サミット会場・洞爺湖と有珠山 その2

昨日の記事の中に有珠山についての記述がありました。今日はその続きを書きたいと思います。


有珠山の最新の噴火は2000年(平成12年)でした。この2000年の噴火では噴火の前日に、避難対象地区の住民10545人が避難を完了していたことで死傷者は出ませんでした。これは有珠山が火山であることを地域の住民の方々が正しく認識と理解をしていたことで噴火予知が成功したといえます。


2000年の有珠山の噴火はマグマ水蒸気爆発でした。マグマ水蒸気爆発は水蒸気爆発よりも爆発力が大きくなります。もし、住民の避難が遅れていたら多くの犠牲者が出ていたかもわかりません。死傷者が出なかったのは北海道大学岡田弘教授が有珠山ホームドクターとして予知と防災に活躍されたからだと思います。


有珠山の噴火からの災害復興では興味ある試みがあります。それはエコミュージアムとよばれるものです。エコミュージアムのエコとはエコロジー(生態学)に由来します。つまり自然の持っている生態系を考えた環境にやさしい博物館です。


有珠山の周辺では噴火の際にできた国道を横切る地割れや山麓の噴火口などを自然そのままに保存しています。壊れた洞爺湖温泉街の建物もそのまま残してしまおうという案も出ています。そして、散策路や交通連絡網で周辺の遺構を結んで地域を丸ごと博物館にしてしまう新しいタイプの野外博物館が洞爺湖周辺地域のエコミュージアム構想です。

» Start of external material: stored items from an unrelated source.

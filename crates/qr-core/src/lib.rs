//! `qr-core` — foundational types for the `qrouting` simulator.
//!
//! This crate is a dependency of every other `qr-*` crate.  It has no `qr-*`
//! dependencies and minimal external ones (only `rand` and `thiserror`, plus
//! optional `serde`).
//!
//! # What lives here
//!
//! | Module     | Contents                                                 |
//! |------------|----------------------------------------------------------|
//! | [`ids`]    | `NodeId`, `PacketId`, `PacketIdGen`                      |
//! | [`time`]   | `Tick`                                                   |
//! | [`rng`]    | `NodeRng` (per-node tie-breaking)                        |
//! | [`config`] | `RoutingConfig`, `Bootstrap`, `UpdateRule`, `ScenarioConfig` |
//! | [`error`]  | `CoreError`, `CoreResult`                                |
//!
//! # Feature flags
//!
//! | Flag    | Effect                                                     |
//! |---------|------------------------------------------------------------|
//! | `serde` | Adds `Serialize`/`Deserialize` to all public types.        |

pub mod config;
pub mod error;
pub mod ids;
pub mod rng;
pub mod time;


// ── Re-exports ────────────────────────────────────────────────────────────────

pub use config::{Bootstrap, RoutingConfig, ScenarioConfig, UpdateRule};
pub use error::{CoreError, CoreResult};
pub use ids::{NodeId, PacketId, PacketIdGen};
pub use rng::NodeRng;
pub use time::Tick;
//! Base error type shared by the `qr-*` crates.
//!
//! Sub-crates define their own error enums and wrap `CoreError` as one
//! variant via `#[from]`.

use thiserror::Error;

use crate::NodeId;

#[derive(Debug, Error)]
pub enum CoreError {
    /// The run cannot start or continue with the given setup (bad config
    /// values, a routing node without links, …).
    #[error("configuration error: {0}")]
    Config(String),

    /// A programming defect: state that correct wiring never produces.
    #[error("invariant violation: {0}")]
    Invariant(String),

    #[error("node {0} not found")]
    NodeNotFound(NodeId),

    #[error("I/O error: {0}")]
    Io(#[from] std::io::Error),
}

/// Shorthand result type for all `qr-*` crates.
pub type CoreResult<T> = Result<T, CoreError>;
//! Network topology: the node set, its undirected links, and the per-node
//! commit step that moves packets across them.
//!
//! # Construction
//!
//! ```rust,ignore
//! let mut b = TopologyBuilder::new(RoutingConfig::default());
//! let a = b.add_node();
//! let c = b.add_node();
//! b.connect(a, c)?;
//! let topology = b.build()?;
//! ```
//!
//! Node ids are dense (`0..n`) so a `NodeId` indexes the node `Vec`
//! directly.  The link structure is fixed once `build` returns; only queues
//! and Q-tables change while the simulation runs.

use qr_core::{Bootstrap, NodeId, PacketId, RoutingConfig, Tick};

use crate::learning::{NeighborView, QUpdate};
use crate::node::{Node, Reception};
use crate::{Hop, NetError, NetResult, Packet};

/// Holes of the irregular 6×6 grid from Boyan & Littman (1994).
const BOYAN_LITTMAN_HOLES: [u32; 8] = [8, 9, 14, 15, 20, 21, 26, 27];

/// One packet moved across one link during a commit.
#[derive(Debug)]
pub struct Transfer {
    pub hop:       Hop,
    pub packet:    PacketId,
    pub reception: Reception,
}

// ── Topology ──────────────────────────────────────────────────────────────────

pub struct Topology {
    nodes:  Vec<Node>,
    config: RoutingConfig,
}

impl Topology {
    // ── Constructors ──────────────────────────────────────────────────────

    /// A `rows × cols` grid with orthogonal links.  Node `r * cols + c` sits
    /// at row `r`, column `c`.
    pub fn grid(rows: usize, cols: usize, config: RoutingConfig) -> NetResult<Self> {
        grid_builder(rows, cols, config)?.build()
    }

    /// A grid whose `holes` are cut out: they keep their ids but have no
    /// links, and no other node links to them.
    pub fn grid_with_holes(
        rows:   usize,
        cols:   usize,
        holes:  &[NodeId],
        config: RoutingConfig,
    ) -> NetResult<Self> {
        let mut b = grid_builder(rows, cols, config)?;
        for &hole in holes {
            b.isolate(hole)?;
        }
        b.build()
    }

    /// The irregular 6×6 grid used in the Q-routing literature.
    pub fn boyan_littman_6x6(config: RoutingConfig) -> NetResult<Self> {
        let holes = BOYAN_LITTMAN_HOLES.map(NodeId);
        Self::grid_with_holes(6, 6, &holes, config)
    }

    // ── Access ────────────────────────────────────────────────────────────

    pub fn config(&self) -> &RoutingConfig {
        &self.config
    }

    pub fn node_count(&self) -> usize {
        self.nodes.len()
    }

    pub fn is_empty(&self) -> bool {
        self.nodes.is_empty()
    }

    pub fn nodes(&self) -> &[Node] {
        &self.nodes
    }

    pub fn ids(&self) -> impl Iterator<Item = NodeId> + '_ {
        self.nodes.iter().map(Node::id)
    }

    pub fn node(&self, id: NodeId) -> NetResult<&Node> {
        self.nodes.get(id.index()).ok_or(NetError::NodeNotFound(id))
    }

    pub fn node_mut(&mut self, id: NodeId) -> NetResult<&mut Node> {
        self.nodes.get_mut(id.index()).ok_or(NetError::NodeNotFound(id))
    }

    /// Disjoint mutable borrows of two different nodes.
    pub fn pair_mut(&mut self, a: NodeId, b: NodeId) -> NetResult<(&mut Node, &mut Node)> {
        let (ai, bi) = (a.index(), b.index());
        if ai == bi {
            return Err(NetError::SelfLoop(a));
        }
        if ai >= self.nodes.len() {
            return Err(NetError::NodeNotFound(a));
        }
        if bi >= self.nodes.len() {
            return Err(NetError::NodeNotFound(b));
        }
        if ai < bi {
            let (lo, hi) = self.nodes.split_at_mut(bi);
            Ok((&mut lo[ai], &mut hi[0]))
        } else {
            let (lo, hi) = self.nodes.split_at_mut(ai);
            Ok((&mut hi[0], &mut lo[bi]))
        }
    }

    /// Read-only view over the Q-tables of `holder`'s neighbors.
    pub fn view(&self, holder: NodeId) -> NetResult<NeighborView<'_>> {
        Ok(NeighborView::new(self.node(holder)?, &self.nodes))
    }

    /// Packets still inside the network: queued or staged for sending.
    pub fn in_flight(&self) -> usize {
        self.nodes
            .iter()
            .map(|n| n.queue_len() + n.planned().len())
            .sum()
    }

    /// The lowest-id node that holds packets but has no link to send them
    /// over.  Such a node would fail its decide step.
    pub fn stranded_node(&self) -> Option<NodeId> {
        self.nodes
            .iter()
            .find(|n| n.queue_len() > 0 && n.neighbors().is_empty())
            .map(Node::id)
    }

    // ── Mutation ──────────────────────────────────────────────────────────

    /// Inject a packet into `node`'s queue at tick `now`.
    pub fn enqueue(&mut self, node: NodeId, packet: Packet, now: Tick) -> NetResult<()> {
        self.node_mut(node)?.enqueue(packet, now)
    }

    /// Write a computed update into its owner's table.
    pub fn apply_update(&mut self, update: &QUpdate) -> NetResult<()> {
        self.node_mut(update.owner)?.q_table_mut().apply(update)
    }

    /// Return every staged send to its node's queue.
    pub fn unplan_all(&mut self) -> usize {
        self.nodes.iter_mut().map(Node::unplan).sum()
    }

    /// Execute every send `id` staged this tick.  Each packet leaves at
    /// `now` and is received by the next node one tick later.
    pub fn commit_node(&mut self, id: NodeId, now: Tick) -> NetResult<Vec<Transfer>> {
        let outgoing = self.node_mut(id)?.dispatch(now)?;
        let mut transfers = Vec::with_capacity(outgoing.len());
        for (packet, hop) in outgoing {
            let packet_id = packet.id();
            let (sender, receiver) = self.pair_mut(hop.from, hop.to)?;
            let reception = receiver.receive(packet, hop, hop.received, Some(sender))?;
            tracing::debug!(
                tick = now.0,
                packet = packet_id.0,
                from = hop.from.0,
                to = hop.to.0,
                "hop committed"
            );
            transfers.push(Transfer { hop, packet: packet_id, reception });
        }
        Ok(transfers)
    }
}

fn grid_builder(rows: usize, cols: usize, config: RoutingConfig) -> NetResult<TopologyBuilder> {
    if rows == 0 || cols == 0 {
        return Err(qr_core::CoreError::Config(format!(
            "grid dimensions must be positive, got {rows}x{cols}"
        ))
        .into());
    }
    let mut b = TopologyBuilder::with_nodes(rows * cols, config);
    for i in 0..rows * cols {
        let (row, col) = (i / cols, i % cols);
        let here = NodeId(i as u32);
        if col + 1 < cols {
            b.connect(here, NodeId((i + 1) as u32))?;
        }
        if row + 1 < rows {
            b.connect(here, NodeId((i + cols) as u32))?;
        }
    }
    Ok(b)
}

// ── TopologyBuilder ───────────────────────────────────────────────────────────

/// Incremental topology construction.
///
/// Links are undirected and deduplicated; neighbor order follows the order
/// in which links were added.
pub struct TopologyBuilder {
    adjacency: Vec<Vec<NodeId>>,
    config:    RoutingConfig,
}

impl TopologyBuilder {
    pub fn new(config: RoutingConfig) -> Self {
        Self { adjacency: Vec::new(), config }
    }

    /// A builder pre-populated with `n` unlinked nodes.
    pub fn with_nodes(n: usize, config: RoutingConfig) -> Self {
        Self { adjacency: vec![Vec::new(); n], config }
    }

    pub fn add_node(&mut self) -> NodeId {
        self.adjacency.push(Vec::new());
        NodeId((self.adjacency.len() - 1) as u32)
    }

    pub fn node_count(&self) -> usize {
        self.adjacency.len()
    }

    /// Link `a` and `b` in both directions.
    pub fn connect(&mut self, a: NodeId, b: NodeId) -> NetResult<()> {
        if a == b {
            return Err(NetError::SelfLoop(a));
        }
        for id in [a, b] {
            if id.index() >= self.adjacency.len() {
                return Err(NetError::NodeNotFound(id));
            }
        }
        if !self.adjacency[a.index()].contains(&b) {
            self.adjacency[a.index()].push(b);
        }
        if !self.adjacency[b.index()].contains(&a) {
            self.adjacency[b.index()].push(a);
        }
        Ok(())
    }

    /// Remove every link touching `node`.
    pub fn isolate(&mut self, node: NodeId) -> NetResult<()> {
        let links = self
            .adjacency
            .get_mut(node.index())
            .ok_or(NetError::NodeNotFound(node))?;
        links.clear();
        for neighbors in &mut self.adjacency {
            neighbors.retain(|&n| n != node);
        }
        Ok(())
    }

    /// Validate the routing config, create every node, and bootstrap the
    /// Q-tables per the configured policy.
    pub fn build(self) -> NetResult<Topology> {
        self.config.validate()?;
        let all: Vec<NodeId> = (0..self.adjacency.len()).map(|i| NodeId(i as u32)).collect();

        let mut nodes = Vec::with_capacity(self.adjacency.len());
        for (&id, neighbors) in all.iter().zip(self.adjacency) {
            let mut node = Node::new(id, neighbors, &self.config)?;
            if let Bootstrap::Optimistic(value) = self.config.bootstrap {
                node.initialize_q_table(all.iter().copied(), value)?;
            }
            nodes.push(node);
        }

        Ok(Topology { nodes, config: self.config })
    }
}
//! The `OutputWriter` trait and bulk export helpers.

use qr_sim::MetricsCollector;

use crate::{DeliveryRow, OutputResult, SeriesRow};

/// Trait implemented by result backends.
pub trait OutputWriter {
    /// Write a batch of series points.
    fn write_series(&mut self, rows: &[SeriesRow]) -> OutputResult<()>;

    /// Write a batch of delivery records.
    fn write_deliveries(&mut self, rows: &[DeliveryRow]) -> OutputResult<()>;

    /// Flush and close all underlying file handles.
    ///
    /// Idempotent — safe to call more than once.
    fn finish(&mut self) -> OutputResult<()>;
}

/// Write every series the collector holds, in the order the labels were
/// first started.  Returns the number of rows written.
pub fn export_series<W: OutputWriter + ?Sized>(
    metrics: &MetricsCollector,
    writer:  &mut W,
) -> OutputResult<usize> {
    let rows: Vec<SeriesRow> = metrics
        .all_series()
        .iter()
        .flat_map(|s| s.samples.iter().map(|p| SeriesRow::new(&s.label, p)))
        .collect();
    writer.write_series(&rows)?;
    Ok(rows.len())
}

/// Write every delivery the collector has registered.  Returns the number of
/// rows written.
pub fn export_deliveries<W: OutputWriter + ?Sized>(
    metrics: &MetricsCollector,
    writer:  &mut W,
) -> OutputResult<usize> {
    let rows: Vec<DeliveryRow> = metrics.delivered().iter().map(DeliveryRow::from).collect();
    writer.write_deliveries(&rows)?;
    Ok(rows.len())
}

有珠山の2000年噴火では、日頃から有珠山が火山であることを理解して防災教育に取り組んだ結果、噴火時の減災に成功しています。過去の火山遺構を保存することは人と火山の共生の歴史を保存することになります。そして、温泉やエコミュージアムに観光客が訪れることは産業の創出にもつながり、地域の人々が火山の恵みを受けることにもなります。